'''

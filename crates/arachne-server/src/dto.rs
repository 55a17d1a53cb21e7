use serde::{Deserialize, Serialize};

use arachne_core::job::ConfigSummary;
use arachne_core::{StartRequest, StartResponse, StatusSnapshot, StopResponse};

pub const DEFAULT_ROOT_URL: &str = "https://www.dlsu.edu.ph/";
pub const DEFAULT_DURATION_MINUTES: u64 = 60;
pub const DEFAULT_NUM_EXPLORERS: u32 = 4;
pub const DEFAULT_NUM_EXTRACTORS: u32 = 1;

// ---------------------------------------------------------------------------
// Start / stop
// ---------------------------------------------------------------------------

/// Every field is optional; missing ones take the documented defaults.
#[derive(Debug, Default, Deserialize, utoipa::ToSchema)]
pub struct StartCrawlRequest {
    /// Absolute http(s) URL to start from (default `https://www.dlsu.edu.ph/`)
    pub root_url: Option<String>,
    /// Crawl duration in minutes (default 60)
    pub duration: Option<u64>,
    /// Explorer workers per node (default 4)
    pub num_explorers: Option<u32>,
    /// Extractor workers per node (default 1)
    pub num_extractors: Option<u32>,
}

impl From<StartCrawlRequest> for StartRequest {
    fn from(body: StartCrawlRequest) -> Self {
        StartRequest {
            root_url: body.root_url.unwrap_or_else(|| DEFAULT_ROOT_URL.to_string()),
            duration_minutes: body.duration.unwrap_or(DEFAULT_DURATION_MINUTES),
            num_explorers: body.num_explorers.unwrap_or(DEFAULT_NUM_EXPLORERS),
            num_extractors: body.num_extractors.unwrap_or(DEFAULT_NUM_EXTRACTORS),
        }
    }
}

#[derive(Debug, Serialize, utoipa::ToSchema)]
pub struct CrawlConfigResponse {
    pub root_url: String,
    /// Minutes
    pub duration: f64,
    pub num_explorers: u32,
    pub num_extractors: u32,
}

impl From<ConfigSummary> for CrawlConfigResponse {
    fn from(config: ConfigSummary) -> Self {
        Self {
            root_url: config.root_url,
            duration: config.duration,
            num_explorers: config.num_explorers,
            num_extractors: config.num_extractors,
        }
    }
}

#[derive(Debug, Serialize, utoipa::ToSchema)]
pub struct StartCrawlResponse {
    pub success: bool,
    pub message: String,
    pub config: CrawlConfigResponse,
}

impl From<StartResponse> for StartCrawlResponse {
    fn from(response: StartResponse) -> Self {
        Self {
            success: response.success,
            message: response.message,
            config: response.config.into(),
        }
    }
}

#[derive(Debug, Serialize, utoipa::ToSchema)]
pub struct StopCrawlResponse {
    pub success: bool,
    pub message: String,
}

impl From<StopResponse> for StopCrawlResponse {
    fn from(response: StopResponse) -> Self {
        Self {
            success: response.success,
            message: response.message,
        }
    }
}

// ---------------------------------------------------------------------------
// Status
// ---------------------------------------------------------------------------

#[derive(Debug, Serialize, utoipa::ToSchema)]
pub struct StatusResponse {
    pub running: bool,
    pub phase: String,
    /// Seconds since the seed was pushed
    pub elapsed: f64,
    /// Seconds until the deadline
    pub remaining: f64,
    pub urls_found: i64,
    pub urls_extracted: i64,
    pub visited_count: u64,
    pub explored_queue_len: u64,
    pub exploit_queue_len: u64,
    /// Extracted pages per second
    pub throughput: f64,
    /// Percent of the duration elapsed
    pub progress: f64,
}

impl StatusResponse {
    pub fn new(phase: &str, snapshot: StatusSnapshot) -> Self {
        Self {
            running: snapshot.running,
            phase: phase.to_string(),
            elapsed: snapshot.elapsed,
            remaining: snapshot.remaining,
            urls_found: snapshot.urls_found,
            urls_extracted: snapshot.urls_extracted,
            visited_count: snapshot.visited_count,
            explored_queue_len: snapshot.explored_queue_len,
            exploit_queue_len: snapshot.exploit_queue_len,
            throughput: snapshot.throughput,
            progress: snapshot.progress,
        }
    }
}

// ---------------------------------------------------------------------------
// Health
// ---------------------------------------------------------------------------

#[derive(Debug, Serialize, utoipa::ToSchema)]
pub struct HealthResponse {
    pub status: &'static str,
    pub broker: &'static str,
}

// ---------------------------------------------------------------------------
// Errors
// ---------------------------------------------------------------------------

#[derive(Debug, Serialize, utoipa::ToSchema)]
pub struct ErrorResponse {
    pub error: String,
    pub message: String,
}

'''

* [EXERCISE]
Could you retype every record above exactly as given?

* [WRITTEN SOLUTION]
filename crates/arachne-server/src/dto.rs
repository 55a17d1a53cb21e7
use serde::{Deserialize, Serialize};

use arachne_core::job::ConfigSummary;
use arachne_core::{StartRequest, StartResponse, StatusSnapshot, StopResponse};

pub const DEFAULT_ROOT_URL: &str = "https://www.dlsu.edu.ph/";
pub const DEFAULT_DURATION_MINUTES: u64 = 60;
pub const DEFAULT_NUM_EXPLORERS: u32 = 4;
pub const DEFAULT_NUM_EXTRACTORS: u32 = 1;

// ---------------------------------------------------------------------------
// Start / stop
// ---------------------------------------------------------------------------

/// Every field is optional; missing ones take the documented defaults.
#[derive(Debug, Default, Deserialize, utoipa::ToSchema)]
pub struct StartCrawlRequest {
    /// Absolute http(s) URL to start from (default `https://www.dlsu.edu.ph/`)
    pub root_url: Option<String>,
    /// Crawl duration in minutes (default 60)
    pub duration: Option<u64>,
    /// Explorer workers per node (default 4)
    pub num_explorers: Option<u32>,
    /// Extractor workers per node (default 1)
    pub num_extractors: Option<u32>,
}

impl From<StartCrawlRequest> for StartRequest {
    fn from(body: StartCrawlRequest) -> Self {
        StartRequest {
            root_url: body.root_url.unwrap_or_else(|| DEFAULT_ROOT_URL.to_string()),
            duration_minutes: body.duration.unwrap_or(DEFAULT_DURATION_MINUTES),
            num_explorers: body.num_explorers.unwrap_or(DEFAULT_NUM_EXPLORERS),
            num_extractors: body.num_extractors.unwrap_or(DEFAULT_NUM_EXTRACTORS),
        }
    }
}

#[derive(Debug, Serialize, utoipa::ToSchema)]
pub struct CrawlConfigResponse {
    pub root_url: String,
    /// Minutes
    pub duration: f64,
    pub num_explorers: u32,
    pub num_extractors: u32,
}

impl From<ConfigSummary> for CrawlConfigResponse {
    fn from(config: ConfigSummary) -> Self {
        Self {
            root_url: config.root_url,
            duration: config.duration,
            num_explorers: config.num_explorers,
            num_extractors: config.num_extractors,
        }
    }
}

#[derive(Debug, Serialize, utoipa::ToSchema)]
pub struct StartCrawlResponse {
    pub success: bool,
    pub message: String,
    pub config: CrawlConfigResponse,
}

impl From<StartResponse> for StartCrawlResponse {
    fn from(response: StartResponse) -> Self {
        Self {
            success: response.success,
            message: response.message,
            config: response.config.into(),
        }
    }
}

#[derive(Debug, Serialize, utoipa::ToSchema)]
pub struct StopCrawlResponse {
    pub success: bool,
    pub message: String,
}

impl From<StopResponse> for StopCrawlResponse {
    fn from(response: StopResponse) -> Self {
        Self {
            success: response.success,
            message: response.message,
        }
    }
}

// ---------------------------------------------------------------------------
// Status
// ---------------------------------------------------------------------------

#[derive(Debug, Serialize, utoipa::ToSchema)]
pub struct StatusResponse {
    pub running: bool,
    pub phase: String,
    /// Seconds since the seed was pushed
    pub elapsed: f64,
    /// Seconds until the deadline
    pub remaining: f64,
    pub urls_found: i64,
    pub urls_extracted: i64,
    pub visited_count: u64,
    pub explored_queue_len: u64,
    pub exploit_queue_len: u64,
    /// Extracted pages per second
    pub throughput: f64,
    /// Percent of the duration elapsed
    pub progress: f64,
}

impl StatusResponse {
    pub fn new(phase: &str, snapshot: StatusSnapshot) -> Self {
        Self {
            running: snapshot.running,
            phase: phase.to_string(),
            elapsed: snapshot.elapsed,
            remaining: snapshot.remaining,
            urls_found: snapshot.urls_found,
            urls_extracted: snapshot.urls_extracted,
            visited_count: snapshot.visited_count,
            explored_queue_len: snapshot.explored_queue_len,
            exploit_queue_len: snapshot.exploit_queue_len,
            throughput: snapshot.throughput,
            progress: snapshot.progress,
        }
    }
}

// ---------------------------------------------------------------------------
// Health
// ---------------------------------------------------------------------------

#[derive(Debug, Serialize, utoipa::ToSchema)]
pub struct HealthResponse {
    pub status: &'static str,
    pub broker: &'static str,
}

// ---------------------------------------------------------------------------
// Errors
// ---------------------------------------------------------------------------

#[derive(Debug, Serialize, utoipa::ToSchema)]
pub struct ErrorResponse {
    pub error: String,
    pub message: String,
}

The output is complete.